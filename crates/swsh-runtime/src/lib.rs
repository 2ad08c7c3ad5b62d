#![forbid(unsafe_code)]

//! swsh runtime: execution modes, transform evidence ledger and the shared
//! test tooling used across the workspace.
//!
//! ## Module layout
//!
//! | Module      | Contents                                                        |
//! |-------------|-----------------------------------------------------------------|
//! | `mode`      | [`RuntimeMode`] enum (Strict / Hardened)                        |
//! | `evidence`  | [`TransformEvidenceLedger`], [`TransformEvidenceEntry`]         |
//!
//! The crate root carries [`TestLogEntry`] and the `assert_close*` helpers.

pub mod evidence;
pub mod mode;

pub use evidence::{TransformEvidenceEntry, TransformEvidenceLedger, TransformOperation};
pub use mode::RuntimeMode;

use std::time::{SystemTime, UNIX_EPOCH};

use num_complex::Complex64;
use serde::{Deserialize, Serialize};

/// Wall-clock timestamp used by log and evidence entries.
#[must_use]
pub fn now_unix_ms() -> u64 {
    SystemTime::now()
        .duration_since(UNIX_EPOCH)
        .map_or(0, |d| d.as_millis() as u64)
}

// Shared test assertions and structured log entries.

/// Structured test log entry for forensic comparison across runs.
#[derive(Debug, Clone, Serialize, Deserialize)]
pub struct TestLogEntry {
    pub test_id: String,
    pub timestamp_ms: u64,
    pub level: TestLogLevel,
    pub module: String,
    pub message: String,
    #[serde(skip_serializing_if = "Option::is_none")]
    pub seed: Option<u64>,
    #[serde(skip_serializing_if = "Option::is_none")]
    pub fixture_id: Option<String>,
    #[serde(skip_serializing_if = "Option::is_none")]
    pub mode: Option<RuntimeMode>,
    #[serde(skip_serializing_if = "Option::is_none")]
    pub result: Option<TestResult>,
    #[serde(skip_serializing_if = "Option::is_none")]
    pub max_abs_error: Option<f64>,
}

#[derive(Debug, Clone, Copy, PartialEq, Eq, Serialize, Deserialize)]
#[serde(rename_all = "lowercase")]
pub enum TestLogLevel {
    Info,
    Warn,
    Error,
    Debug,
}

#[derive(Debug, Clone, Copy, PartialEq, Eq, Serialize, Deserialize)]
#[serde(rename_all = "lowercase")]
pub enum TestResult {
    Pass,
    Fail,
    Skip,
    Warn,
}

impl TestLogEntry {
    #[must_use]
    pub fn new(
        test_id: impl Into<String>,
        module: impl Into<String>,
        message: impl Into<String>,
    ) -> Self {
        Self {
            test_id: test_id.into(),
            timestamp_ms: now_unix_ms(),
            level: TestLogLevel::Info,
            module: module.into(),
            message: message.into(),
            seed: None,
            fixture_id: None,
            mode: None,
            result: None,
            max_abs_error: None,
        }
    }

    #[must_use]
    pub fn with_result(mut self, result: TestResult) -> Self {
        self.result = Some(result);
        self
    }

    #[must_use]
    pub fn with_seed(mut self, seed: u64) -> Self {
        self.seed = Some(seed);
        self
    }

    #[must_use]
    pub fn with_mode(mut self, mode: RuntimeMode) -> Self {
        self.mode = Some(mode);
        self
    }

    #[must_use]
    pub fn with_fixture(mut self, fixture_id: impl Into<String>) -> Self {
        self.fixture_id = Some(fixture_id.into());
        self
    }

    #[must_use]
    pub fn with_max_abs_error(mut self, error: f64) -> Self {
        self.max_abs_error = Some(error);
        self
    }

    /// Serialize to JSON line for structured logging.
    #[must_use]
    pub fn to_json_line(&self) -> String {
        serde_json::to_string(self).unwrap_or_else(|_| String::from("{}"))
    }
}

/// Assert two f64 values are close within combined absolute and relative tolerance.
///
/// Uses the formula: |actual - expected| <= atol + rtol * |expected|
pub fn assert_close(actual: f64, expected: f64, atol: f64, rtol: f64) {
    let tol = atol + rtol * expected.abs();
    assert!(
        (actual - expected).abs() <= tol,
        "assert_close failed: actual={actual} expected={expected} diff={} tol={tol} (atol={atol}, rtol={rtol})",
        (actual - expected).abs()
    );
}

/// Assert two complex slices are element-wise close, measuring the modulus of the difference.
pub fn assert_close_complex_slice(
    actual: &[Complex64],
    expected: &[Complex64],
    atol: f64,
    rtol: f64,
) {
    assert_eq!(
        actual.len(),
        expected.len(),
        "assert_close_complex_slice: length mismatch: actual={} expected={}",
        actual.len(),
        expected.len()
    );
    for (idx, (a, e)) in actual.iter().zip(expected.iter()).enumerate() {
        let tol = atol + rtol * e.norm();
        assert!(
            (a - e).norm() <= tol,
            "assert_close_complex_slice[{idx}]: actual={a} expected={e} diff={} tol={tol}",
            (a - e).norm()
        );
    }
}

/// Largest element-wise modulus of `actual - expected`; `f64::INFINITY` on length mismatch.
#[must_use]
pub fn max_abs_diff(actual: &[Complex64], expected: &[Complex64]) -> f64 {
    if actual.len() != expected.len() {
        return f64::INFINITY;
    }
    actual
        .iter()
        .zip(expected)
        .map(|(a, e)| (a - e).norm())
        .fold(0.0, f64::max)
}

#[cfg(test)]
mod tests {
    use super::*;

    #[test]
    fn test_log_entry_serializes_optional_fields_only_when_set() {
        let entry = TestLogEntry::new("roundtrip", "swsh_runtime", "ok")
            .with_result(TestResult::Pass)
            .with_seed(7);
        let json = entry.to_json_line();
        let parsed: serde_json::Value = serde_json::from_str(&json).expect("valid json");
        assert_eq!(parsed["result"], "pass");
        assert_eq!(parsed["seed"], 7);
        assert!(parsed.get("fixture_id").is_none());
        assert!(parsed.get("max_abs_error").is_none());
    }

    #[test]
    fn max_abs_diff_measures_modulus() {
        let a = [Complex64::new(1.0, 0.0), Complex64::new(0.0, 0.0)];
        let b = [Complex64::new(1.0, 0.0), Complex64::new(3.0, 4.0)];
        assert_eq!(max_abs_diff(&a, &b), 5.0);
        assert!(max_abs_diff(&a, &b[..1]).is_infinite());
    }

    #[test]
    #[should_panic(expected = "assert_close_complex_slice[1]")]
    fn complex_assertion_reports_offending_index() {
        let a = [Complex64::new(0.0, 0.0), Complex64::new(1.0, 0.0)];
        let b = [Complex64::new(0.0, 0.0), Complex64::new(0.0, 1.0)];
        assert_close_complex_slice(&a, &b, 1e-12, 0.0);
    }
}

^^^^

Using the records above, find and show each line with the string "element".

Expected output:
/// Assert two complex slices are element-wise close, measuring the modulus of the difference.
/// Largest element-wise modulus of `actual - expected`; `f64::INFINITY` on length mismatch.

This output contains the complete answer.